Une photo d’archive inédite pour ouvrir un volet méconnu de l’histoire des Instituteurs du Finistère

Celui des prisonniers de guerre des oflags et stalags du IIIè reich

 

Deux adhérents de notre Association ont récemment mis à jour, dans leurs archives privées, une photo datant de 1947 dédiée aux élèves d’une classe soit de CE2  soit de CM1 et à leur maître Jean Yves Corcuff   à l’Ecole publique de  garçons de Guilvinec (F-29730). Ils ont souhaité, tout en gardant l’anonymat, mettre ce document à notre disposition  afin qu’il soit représenté sur ce site. Nous les en remercions  très chaleureusement .

 Les  visiteurs  pourront le consulter en cliquant ici. Ils ne manqueront pas de remarquer tant  l’agencement  sommaire des lieux, la hauteur du plafond, la rusticité du mobilier scolaire,  les pupitres  munis des encriers de rigueur et la sobriété de la décoration que la tenue  des écoliers en  blouse noire . Tout en souriant  au photographe, leur attitude témoigne de leur bonheur d’être réunis dans une  classe où transparaît  leur déférence pour un  maître en blouse grise dont la présence et l’autorité  bienveillante    interdit toute velléité de dissipation…

On pourra aussi se rendre compte, avec la  complicité de nos deux adhérents, que Jean Yves  Corcuff, ancien élève-maître à l’Ecole normale de Quimper (Promotion ENG, 1928-1931 ) fut   nommé instituteur stagiaire en  1931  et  mobilisé en 1939 à l’âge de 28 ans.
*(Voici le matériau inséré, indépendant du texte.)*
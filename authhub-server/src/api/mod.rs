pub(crate) mod auth;
pub(crate) mod endpoints;
pub(crate) mod health;
pub(crate) mod onboarding;
pub(crate) mod permissions;

use crate::state::AppState;
use axum::Router;

/// Combines all API routes into a single router
pub(super) fn router() -> Router<AppState> {
    Router::new()
        .merge(health::router())
        .merge(auth::router())
        .merge(permissions::router())
        .merge(endpoints::router())
        .merge(onboarding::router())
}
Son régiment fut engagé dans  la drôle de guerre , il fut fait prisonnier en 1940 alors que son frère jumeau -appartenant à la même unité-  fut  tué  au combat . Sa captivité  au stalag IX-B de Bad Orb  en Hesse ,dans le centre-ouest de l’Allemagne, dura cinq ans. Dans ce camp tristement célèbre pour notamment le régime particulier imposé aux prisonniers soviétiques  et la ségrégation raciale exercée à l’égard des soldats juifs américains, il fut soumis à  des travaux forcés  agricoles dans une ferme , propriété  d’un tenant du  nazisme. Il y  souffrit durement de la faim . Mais  au-delà de ces privations et de sa souffrance personnelle, il en revint vivant  et retrouva son poste d’instituteur au Guilvinec en 1945…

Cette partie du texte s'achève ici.